The cave was a pivotal site for mid-20th century archaeology. Remains of 10 Neanderthals — seven adults and three infants — were dug up there six decades ago, offering insight into the physical characteristics, behavior and diet of this species.
Clusters of flower pollen were found at that time in soil samples associated with one of the skeletons, a discovery that prompted scientists involved in that research to propose that Neanderthals buried their dead and conducted funerary rites with flowers.
That hypothesis helped change the prevailing popular view at the time of Neanderthals as dimwitted and brutish, a notion increasingly discredited by new discoveries.
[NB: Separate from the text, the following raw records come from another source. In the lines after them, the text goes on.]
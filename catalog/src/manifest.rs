use tracing::instrument;

use crate::catalogstore::CatalogStore;
use crate::{CatalogHash, Error};

/// The parts of a repository manifest (`.cvmfspublished`) needed to find
/// the root catalog.
///
/// The manifest is a list of lines, each starting with a single-letter key
/// immediately followed by the value. A line consisting of `--` ends the
/// key/value section, what follows is the signature.
#[derive(Clone, Debug, PartialEq, Eq)]
pub struct Manifest {
    /// `C`: hash of the root catalog.
    pub root_hash: CatalogHash,
    /// `N`: fully qualified repository name.
    pub name: Option<String>,
    /// `S`: revision number.
    pub revision: Option<u64>,
    /// `T`: publish timestamp, seconds since the epoch.
    pub timestamp: Option<i64>,
    /// `B`: size of the root catalog in bytes.
    pub root_size: Option<u64>,
}

fn malformed(reason: impl std::fmt::Display) -> Error {
    Error::Schema(format!("malformed manifest: {}", reason))
}

impl Manifest {
    pub fn parse(input: &[u8]) -> Result<Self, Error> {
        let mut root_hash = None;
        let mut name = None;
        let mut revision = None;
        let mut timestamp = None;
        let mut root_size = None;

        for line in input.split(|b| *b == b'\n') {
            let line = line.strip_suffix(b"\r").unwrap_or(line);
            if line == b"--" {
                break;
            }

            let line = std::str::from_utf8(line).map_err(malformed)?;
            let mut chars = line.chars();
            let key = match chars.next() {
                Some(key) => key,
                None => continue,
            };
            let value = chars.as_str();

            match key {
                'C' => root_hash = Some(value.parse::<CatalogHash>().map_err(malformed)?),
                'N' => name = Some(value.to_string()),
                'S' => revision = Some(value.parse().map_err(malformed)?),
                'T' => timestamp = Some(value.parse().map_err(malformed)?),
                'B' => root_size = Some(value.parse().map_err(malformed)?),
                // root path hash, certificate, history, TTL, …
                _ => {}
            }
        }

        Ok(Self {
            root_hash: root_hash.ok_or_else(|| malformed("no root catalog hash"))?,
            name,
            revision,
            timestamp,
            root_size,
        })
    }
}

/// Retrieves and parses the manifest of the repository behind `store`.
#[instrument(skip_all, err)]
pub async fn resolve_root<S: CatalogStore + ?Sized>(store: &S) -> Result<Manifest, Error> {
    let raw = store
        .manifest()
        .await
        .map_err(|e| Error::Fetch(format!("unable to retrieve manifest: {}", e)))?
        .ok_or_else(|| Error::NotFound("repository has no manifest".to_string()))?;

    Manifest::parse(&raw)
}

#[cfg(test)]
mod tests {
    use rstest::rstest;

    use super::{resolve_root, Manifest};
    use crate::catalogstore::MemoryCatalogStore;
    use crate::fixtures::{manifest_text, DUMMY_HASH_1};
    use crate::Error;

    #[test]
    fn parse_full() {
        let manifest =
            Manifest::parse(manifest_text(&DUMMY_HASH_1, "atlas.cern.ch", 42).as_bytes())
                .expect("must parse");

        assert_eq!(
            Manifest {
                root_hash: DUMMY_HASH_1.clone(),
                name: Some("atlas.cern.ch".into()),
                revision: Some(42),
                timestamp: Some(1700000000),
                root_size: Some(1024),
            },
            manifest
        );
    }

    #[test]
    fn parse_stops_at_signature() {
        // the signature after -- may contain anything, including a C line.
        let input = format!(
            "C{}\n--\nC{}\nsignature",
            *DUMMY_HASH_1, "0000000000000000000000000000000000000000"
        );
        let manifest = Manifest::parse(input.as_bytes()).unwrap();
        assert_eq!(*DUMMY_HASH_1, manifest.root_hash);
    }

    #[rstest]
    #[case::no_root("Natlas.cern.ch\nS1\n--\n")]
    #[case::bad_root("Cabc\n--\n")]
    #[case::bad_revision("C0101010101010101010101010101010101010101\nSx\n--\n")]
    #[case::empty("")]
    fn parse_fail(#[case] input: &str) {
        assert!(matches!(
            Manifest::parse(input.as_bytes()),
            Err(Error::Schema(_))
        ));
    }

    #[tokio::test]
    async fn resolve() {
        let store = MemoryCatalogStore::default();
        assert!(matches!(resolve_root(&store).await, Err(Error::NotFound(_))));

        store.set_manifest(manifest_text(&DUMMY_HASH_1, "test", 1));
        assert_eq!(*DUMMY_HASH_1, resolve_root(&store).await.unwrap().root_hash);
    }
}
Critics cast doubt, however, on the “flower burial,” arguing the pollen could have been modern contamination from people working and living in the cave or from burrowing rodents or insects.
But Shanidar Z’s bones, which appear to be the top half of a partial skeleton unearthed in 1960, were found in sediment containing ancient pollen and other mineralized plant remains, reviving the possibility of flower burials. The material is being examined to determine its age and the plants represented.
“So from initially being a skeptic based on many of the other published critiques of the flower-burial evidence, I am coming round to think this scenario is much more plausible and I am excited to see the full results of our new analyzes,” said University of Cambridge osteologist and paleoanthropologist Emma Pomeroy, lead author of the research published in the journal Antiquity.

COGNITIVE SOPHISTICATION
Scholars have argued for years about whether Neanderthals buried their dead with mortuary rituals much as our species does, part of the larger debate over their levels of cognitive sophistication.
“What is key here is the intentionality behind the burial. You might bury a body for purely practical reasons, in order to avoid attracting dangerous scavengers and/or to reduce the smell. But when this goes beyond practical elements it is important because that indicates more complex, symbolic and abstract thinking, compassion and care for the dead, and perhaps feelings of mourning and loss,” Pomeroy said.
Shanidar Z appears to have been deliberately placed in an intentionally dug depression cut into the subsoil and part of a cluster of four individuals.
“Whether the Neanderthal group of dead placed around 70,000 years ago in the cave were a few years, a few decades or centuries — or even millennia — apart, it seems clear that Shanidar was a special place, with bodies being placed just in one part of a large cave,” said University of Cambridge archaeologist and study co-author Graeme Barker.
Neanderthals — more robustly built than Homo sapiens and with larger brows — inhabited Eurasia from the Atlantic coast to the Ural Mountains from about 400,000 years ago until a bit after 40,000 years ago, disappearing after our species established itself in the region.
The two species interbred, with modern non-African human populations bearing residual Neanderthal DNA.
Shanidar Z was found to be reclining on his or her back, with the left arm tucked under the head and the right arm bent and sticking out to the side.